Explaining the financial crisis to a lay audience required addressing an enormous range of topics, from how the Federal Reserve and monetary policy work to questions of political economy and the fine points of financial regulation – each of which could be the subject of a full course.
Elenev double-majored in economics and mathematics with a financial math concentration, while Ng added a foreign affairs minor to her economics major. Between them, they drew on what they had learned in at least nine different U.Va. courses, ranging across politics, history, economics and the McIntire School of Commerce.
"The most difficult part about teaching this course was deciding what's important and what's not, and among the stuff that's important, how to structure it," Elenev said.
For guidance, Elenev read Niall Ferguson's "The Ascent of Money" and Milton Friedman's "A Monetary History of the United States, 1867-1960" both of which feature the type of a linear, historical narrative style that they were aiming for.
The assigned readings included numerous news and magazine articles, along with Michael Lewis' autobiographical book "Liar's Poker" that details how he took part in Wall Street's development of mortgage-backed securities. The book was a hit and several students read ahead and finished it over their spring break.
To complement the narrative readings and drive home certain key concepts, Ng and Elenev had the class participate in a couple of behavioral economics experiments. In one, the students ended up paying twice what an asset was worth even when they knew the real value of the asset, thereby taking part in the very decisions and behavior that drive a pricing bubble.
In another experiment that simulated a bank run, the students knew they could double their money if they waited a day before withdrawing their money, but one person's decision to not wait set off a bank run.
"The class really gets engaged when we run an experiment," Elenev said. "It's a tremendous teaching tool."
While the class was geared toward those with no finance background, some did have a strong background, and Ng and Elenev welcomed the back-and-forth with their peers during class discussions, and sometimes even learned new things.
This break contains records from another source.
//! One-ply heuristic for the computer player.
//!
//! Priority: win now > block the opponent's win > positional preference >
//! anything legal. No deeper lookahead, so multi-move traps go unseen.

use super::types::{Board, Player, Status};
use rand::seq::SliceRandom;
use rand::Rng;

/// Which priority step produced the candidates.
#[derive(Debug, Clone, Copy, PartialEq, Eq)]
pub enum MoveReason {
    Win,
    Block,
    Preferred,
    Random,
}

/// Moves the heuristic considers equally good, before the random pick.
#[derive(Debug, Clone, PartialEq, Eq)]
pub struct Candidates {
    pub reason: MoveReason,
    pub positions: Vec<usize>,
}

/// First legal position (increasing order) that wins on the spot for `player`.
fn first_winning_move(board: &Board, legal: &[usize], player: Player) -> Option<usize> {
    legal.iter().copied().find(|&position| {
        board
            .with_move_for(position, player)
            .is_some_and(|next| next.status == Status::Won(player))
    })
}

/// The candidate set for `player`, or `None` when no move is legal.
pub fn heuristic_candidates(board: &Board, player: Player) -> Option<Candidates> {
    let legal = board.legal_moves();
    if legal.is_empty() {
        return None;
    }

    if let Some(position) = first_winning_move(board, &legal, player) {
        return Some(Candidates {
            reason: MoveReason::Win,
            positions: vec![position],
        });
    }

    if let Some(position) = first_winning_move(board, &legal, player.opponent()) {
        return Some(Candidates {
            reason: MoveReason::Block,
            positions: vec![position],
        });
    }

    for tier in board.kind.preference_tiers() {
        let open: Vec<usize> = tier
            .iter()
            .copied()
            .filter(|p| legal.contains(p))
            .collect();
        if !open.is_empty() {
            return Some(Candidates {
                reason: MoveReason::Preferred,
                positions: open,
            });
        }
    }

    Some(Candidates {
        reason: MoveReason::Random,
        positions: legal,
    })
}

/// Pick the computer's move. `None` means the board has no legal move.
pub fn select_heuristic_move<R: Rng>(board: &Board, player: Player, rng: &mut R) -> Option<usize> {
    let candidates = heuristic_candidates(board, player)?;
    candidates.positions.choose(rng).copied()
}

#[cfg(test)]
mod tests {
    use super::*;
    use crate::games::board::types::BoardKind;
    use rand::SeedableRng;
    use rand_chacha::ChaCha8Rng;

    /// Build a tic-tac-toe board from a 9-char pattern of `X`, `O`, `_`.
    fn ttt(pattern: &str) -> Board {
        let mut board = Board::new(BoardKind::TicTacToe);
        for (i, ch) in pattern.chars().enumerate() {
            board.cells[i] = match ch {
                'X' => Some(Player::One),
                'O' => Some(Player::Two),
                _ => None,
            };
        }
        board
    }

    /// Drop pieces into connect-four columns in order, alternating players.
    fn c4(columns: &[usize]) -> Board {
        let mut board = Board::new(BoardKind::ConnectFour);
        for &col in columns {
            board.apply_move(col).unwrap();
        }
        board
    }

    #[test]
    fn test_blocks_when_no_win_available() {
        let board = ttt("XX_O_____");
        let candidates = heuristic_candidates(&board, Player::Two).unwrap();
        assert_eq!(candidates.reason, MoveReason::Block);
        assert_eq!(candidates.positions, vec![2]);
    }

    #[test]
    fn test_win_outranks_block() {
        // X threatens 2, but O completes the middle row at 5.
        let board = ttt("XX_OO____");
        let mut rng = ChaCha8Rng::seed_from_u64(7);
        assert_eq!(select_heuristic_move(&board, Player::Two, &mut rng), Some(5));
    }

    #[test]
    fn test_first_winning_move_in_index_order() {
        // O can win at 2 (top row) or 6 (left column); 2 comes first.
        let board = ttt("OO_O_X_XX");
        let candidates = heuristic_candidates(&board, Player::Two).unwrap();
        assert_eq!(candidates.reason, MoveReason::Win);
        assert_eq!(candidates.positions, vec![2]);
    }

    #[test]
    fn test_takes_center_when_open() {
        let board = ttt("X________");
        let candidates = heuristic_candidates(&board, Player::Two).unwrap();
        assert_eq!(candidates.reason, MoveReason::Preferred);
        assert_eq!(candidates.positions, vec![4]);
    }

    #[test]
    fn test_random_corner_after_center() {
        let board = ttt("____X____");
        let candidates = heuristic_candidates(&board, Player::Two).unwrap();
        assert_eq!(candidates.reason, MoveReason::Preferred);
        assert_eq!(candidates.positions, vec![0, 2, 6, 8]);

        let mut rng = ChaCha8Rng::seed_from_u64(42);
        for _ in 0..50 {
            let pick = select_heuristic_move(&board, Player::Two, &mut rng).unwrap();
            assert!([0, 2, 6, 8].contains(&pick));
        }
    }

    #[test]
    fn test_first_block_in_index_order() {
        // X threatens only the 0-4-8 diagonal.
        let board = ttt("XOX_X_O__");
        let candidates = heuristic_candidates(&board, Player::Two).unwrap();
        assert_eq!(candidates.reason, MoveReason::Block);
        assert_eq!(candidates.positions, vec![8]);

        // X threatens 3 (left column) and 7 (bottom row); 3 comes first.
        let board = ttt("X_O_O_X_X");
        let candidates = heuristic_candidates(&board, Player::Two).unwrap();
        assert_eq!(candidates.reason, MoveReason::Block);
        assert_eq!(candidates.positions, vec![3]);
    }

    #[test]
    fn test_block_beats_corner_preference() {
        // X threatens the 2-4-6 diagonal; free corners exist but 6 is forced.
        let board = ttt("O_X_X____");
        let candidates = heuristic_candidates(&board, Player::Two).unwrap();
        assert_eq!(candidates.reason, MoveReason::Block);
        assert_eq!(candidates.positions, vec![6]);
    }

    #[test]
    fn test_only_free_corners_offered() {
        // X _ _ / _ O _ / _ _ _ with O to move: no threats, center taken.
        let board = ttt("X___O____");
        let candidates = heuristic_candidates(&board, Player::Two).unwrap();
        assert_eq!(candidates.reason, MoveReason::Preferred);
        assert_eq!(candidates.positions, vec![2, 6, 8]);
    }

    #[test]
    fn test_random_fallback_when_no_preference_left() {
        // O X O / _ X _ / X O X: center and corners gone, no threats.
        let board = ttt("OXO_X_XOX");
        let candidates = heuristic_candidates(&board, Player::Two).unwrap();
        assert_eq!(candidates.reason, MoveReason::Random);
        assert_eq!(candidates.positions, vec![3, 5]);
    }

    #[test]
    fn test_no_move_on_full_or_finished_board() {
        let full = ttt("XOXXOOOXX");
        let mut rng = ChaCha8Rng::seed_from_u64(1);
        assert!(heuristic_candidates(&full, Player::Two).is_none());
        assert_eq!(select_heuristic_move(&full, Player::Two, &mut rng), None);

        let mut won = Board::new(BoardKind::TicTacToe);
        for p in [0, 3, 1, 4, 2] {
            won.apply_move(p).unwrap();
        }
        assert_eq!(won.status, Status::Won(Player::One));
        assert_eq!(select_heuristic_move(&won, Player::Two, &mut rng), None);
    }

    #[test]
    fn test_connect_four_prefers_center_column() {
        let board = Board::new(BoardKind::ConnectFour);
        let candidates = heuristic_candidates(&board, Player::Two).unwrap();
        assert_eq!(candidates.reason, MoveReason::Preferred);
        assert_eq!(candidates.positions, vec![3]);
    }

    #[test]
    fn test_connect_four_falls_back_to_next_preference() {
        // Fill column 3 without creating threats: alternating pieces.
        let board = c4(&[3, 3, 3, 3, 3, 3]);
        let candidates = heuristic_candidates(&board, Player::One).unwrap();
        assert_eq!(candidates.positions, vec![2]);
    }

    #[test]
    fn test_connect_four_takes_vertical_win() {
        // Player 1 stacks column 0; player 2 stacks column 6.
        let board = c4(&[0, 6, 0, 6, 0, 6]);
        // Player One to move and can win at column 0.
        let candidates = heuristic_candidates(&board, Player::One).unwrap();
        assert_eq!(candidates.reason, MoveReason::Win);
        assert_eq!(candidates.positions, vec![0]);
        // Player Two could block column 0, but its own win at 6 comes first.
        let candidates = heuristic_candidates(&board, Player::Two).unwrap();
        assert_eq!(candidates.reason, MoveReason::Win);
        assert_eq!(candidates.positions, vec![6]);
    }

    #[test]
    fn test_connect_four_blocks_horizontal_threat() {
        // Player 1 on bottom row columns 1,2,3; player 2 stacked on 1 and 2.
        let board = c4(&[1, 1, 2, 2, 3]);
        let candidates = heuristic_candidates(&board, Player::Two).unwrap();
        assert_eq!(candidates.reason, MoveReason::Block);
        // Both 0 and 4 complete the row; the lowest column is blocked first.
        assert_eq!(candidates.positions, vec![0]);
    }
}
"We've given them enough foundation that, at this point, the amount of qualitative knowledge they can have on this topic is almost entirely up to them," Elenev said. "If they want to start watching CNBC two hours a day and reading the Wall Street Journal and Financial Times every morning, within a couple months they will teach us a lot of things we don't know."
Perhaps the biggest learners in the class were Ng and Elenev themselves, they were quick to point out. "I think the best way to learn something is to teach it," Ng said.
Both have been outstanding learners since well before this class. Elenev won the Economics Department's Outstanding Major Award and Outstanding Thesis Award for his 80-page distinguished majors thesis about behavioral economics experiments he created to simulate how voters' preferences respond to candidate debates and other political news.
Ng has written two chapters for economics professor Ed Burton's forthcoming book on the financial crisis. She and Elenev co-authored an article in the Virginia Policy Review, "The $700 Billion Gamble: Cracking the Credit Crunch, Part II."
After their teaching experience, both Ng and Elenev are more seriously considering teaching as a vocation, but not until at least a few years of work experience in the financial sector.
Both are headed to New York after graduation. Ng will be working in finance for Barclays Capital. Elenev will be working with derivatives and structured finance pricing models at Cornerstone Research, a litigation consulting firm.
Down the line, Elenev's ideal job would involve both teaching as a professor and doing consulting work to stay plugged in.
"This has been a great experience for me and for the students in the class, and for Vadim and Grace," Holt said. "This was truly an innovative course."